→ **Source material**:

- Opening Delimiter -

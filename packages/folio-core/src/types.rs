//! Core data types for the Folio metrics engine.

use chrono::{DateTime, Utc};
use serde::{Deserialize, Serialize};

use crate::{Error, Result};

/// A recorded quantity of one ticker acquired at a recorded purchase price.
#[derive(Debug, Clone, Serialize, Deserialize, PartialEq)]
pub struct Holding {
    /// Stock ticker symbol (uppercase)
    pub ticker: String,
    /// Number of shares held
    pub quantity: u32,
    /// Price paid per share
    pub purchase_price: f64,
}

impl Holding {
    /// Create a new holding. The ticker is normalised to uppercase.
    pub fn new(ticker: &str, quantity: u32, purchase_price: f64) -> Self {
        Self {
            ticker: ticker.trim().to_uppercase(),
            quantity,
            purchase_price,
        }
    }

    /// Quantity × purchase price.
    pub fn cost_basis(&self) -> f64 {
        f64::from(self.quantity) * self.purchase_price
    }

    /// Check the input constraints a holding must satisfy before valuation.
    pub fn validate(&self) -> Result<()> {
        if self.ticker.is_empty() {
            return Err(Error::InvalidHolding("ticker must not be empty".to_string()));
        }
        if self.ticker != self.ticker.trim() {
            return Err(Error::InvalidHolding(format!(
                "ticker {:?} has surrounding whitespace",
                self.ticker
            )));
        }
        if self.ticker != self.ticker.to_uppercase() {
            return Err(Error::InvalidHolding(format!(
                "ticker {} must be uppercase",
                self.ticker
            )));
        }
        if self.quantity == 0 {
            return Err(Error::InvalidHolding(format!(
                "{}: quantity must be positive",
                self.ticker
            )));
        }
        if !self.purchase_price.is_finite() || self.purchase_price < 0.0 {
            return Err(Error::InvalidHolding(format!(
                "{}: purchase price must be a non-negative number, got {}",
                self.ticker, self.purchase_price
            )));
        }
        Ok(())
    }
}

/// Why a statistic could not be computed.
#[derive(Debug, Clone, Copy, Serialize, Deserialize, PartialEq, Eq)]
#[serde(rename_all = "snake_case")]
pub enum UndefinedReason {
    /// Too few return observations in the lookback window
    InsufficientData,
    /// Daily returns have zero dispersion, so a ratio over volatility has no value
    ZeroVolatility,
    /// Nothing was invested, so a cost-relative return has no value
    ZeroCostBasis,
    /// The arithmetic produced NaN or infinity
    NonFinite,
}

impl std::fmt::Display for UndefinedReason {
    fn fmt(&self, f: &mut std::fmt::Formatter<'_>) -> std::fmt::Result {
        let label = match self {
            Self::InsufficientData => "insufficient data",
            Self::ZeroVolatility => "zero volatility",
            Self::ZeroCostBasis => "zero cost basis",
            Self::NonFinite => "non-finite result",
        };
        f.write_str(label)
    }
}

/// A derived figure that is either a number or an explicit "undefined" marker.
///
/// Serialized as `{"status": "defined", "value": 1.5}` or
/// `{"status": "undefined", "value": "insufficient_data"}`.
#[derive(Debug, Clone, Copy, Serialize, Deserialize, PartialEq)]
#[serde(tag = "status", content = "value", rename_all = "snake_case")]
pub enum Statistic {
    Defined(f64),
    Undefined(UndefinedReason),
}

impl Statistic {
    /// Wrap a computed value, demoting NaN and infinities to `Undefined(NonFinite)`.
    pub fn from_value(value: f64) -> Self {
        if value.is_finite() {
            Self::Defined(value)
        } else {
            Self::Undefined(UndefinedReason::NonFinite)
        }
    }

    /// The value, if defined.
    pub fn value(&self) -> Option<f64> {
        match self {
            Self::Defined(v) => Some(*v),
            Self::Undefined(_) => None,
        }
    }

    /// The reason, if undefined.
    pub fn reason(&self) -> Option<UndefinedReason> {
        match self {
            Self::Defined(_) => None,
            Self::Undefined(reason) => Some(*reason),
        }
    }

    pub fn is_defined(&self) -> bool {
        matches!(self, Self::Defined(_))
    }
}

impl std::fmt::Display for Statistic {
    fn fmt(&self, f: &mut std::fmt::Formatter<'_>) -> std::fmt::Result {
        match self {
            Self::Defined(v) => write!(f, "{:.2}", v),
            Self::Undefined(reason) => write!(f, "n/a ({})", reason),
        }
    }
}

/// Point-in-time valuation of a single holding.
#[derive(Debug, Clone, Serialize, Deserialize, PartialEq)]
pub struct ValuationRow {
    pub ticker: String,
    pub quantity: u32,
    pub purchase_price: f64,
    /// Latest close, or 0.0 when no price was available
    pub current_price: f64,
    /// quantity × current_price
    pub market_value: f64,
    /// quantity × purchase_price
    pub cost_basis: f64,
    /// market_value − cost_basis
    pub unrealized_pnl: f64,
    /// Unrealized P&L as a percentage of cost basis; `None` when cost basis is zero
    pub unrealized_pnl_percent: Option<f64>,
    /// Set when the current price was substituted with zero
    #[serde(default)]
    pub price_missing: bool,
}

/// Portfolio-level metrics for one engine run.
#[derive(Debug, Clone, Serialize, Deserialize, PartialEq)]
pub struct PortfolioMetrics {
    /// Wall-clock time of the computation
    pub timestamp: DateTime<Utc>,
    pub total_market_value: f64,
    pub total_cost_basis: f64,
    pub total_unrealized_pnl: f64,
    /// Point-in-time return relative to cost basis, in percent
    pub total_return_percent: Statistic,
    /// Compounded portfolio return over the lookback window, in percent
    pub window_return_percent: Statistic,
    /// Window return scaled to a 252-trading-day year, in percent
    pub annualized_return_percent: Statistic,
    /// Sample standard deviation of daily returns × √252, in percent
    pub annualized_volatility_percent: Statistic,
    /// Annualized mean return over annualized volatility, risk-free rate zero
    pub sharpe_ratio: Statistic,
    /// Number of daily portfolio returns the statistics were computed from
    pub return_observations: usize,
    pub holding_count: usize,
    pub positions_in_profit: usize,
    pub positions_in_loss: usize,
    /// Tickers valued at zero because no current price was available
    #[serde(default, skip_serializing_if = "Vec::is_empty")]
    pub missing_prices: Vec<String>,
    /// Held tickers left out of the risk statistics for lack of a trailing series
    #[serde(default, skip_serializing_if = "Vec::is_empty")]
    pub unweighted_tickers: Vec<String>,
}

/// API response wrapper for the CLI's JSON output.
#[derive(Debug, Clone, Serialize, Deserialize)]
pub struct ApiResponse<T> {
    pub ok: bool,
    #[serde(skip_serializing_if = "Option::is_none")]
    pub data: Option<T>,
    #[serde(skip_serializing_if = "Option::is_none")]
    pub error: Option<String>,
}

impl<T> ApiResponse<T> {
    /// Create a successful response.
    pub fn ok(data: T) -> Self {
        Self {
            ok: true,
            data: Some(data),
            error: None,
        }
    }

    /// Create an error response.
    pub fn err(error: impl Into<String>) -> Self {
        Self {
            ok: false,
            data: None,
            error: Some(error.into()),
        }
    }
}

- Closing Delimiter -

→ **Exercise requirements**:
Show, from the listing above, each line that contains the word "Deserialize".

→ **Answer area**:
use serde::{Deserialize, Serialize};
#[derive(Debug, Clone, Serialize, Deserialize, PartialEq)]
#[derive(Debug, Clone, Copy, Serialize, Deserialize, PartialEq, Eq)]
#[derive(Debug, Clone, Copy, Serialize, Deserialize, PartialEq)]
#[derive(Debug, Clone, Serialize, Deserialize, PartialEq)]
#[derive(Debug, Clone, Serialize, Deserialize, PartialEq)]
#[derive(Debug, Clone, Serialize, Deserialize)]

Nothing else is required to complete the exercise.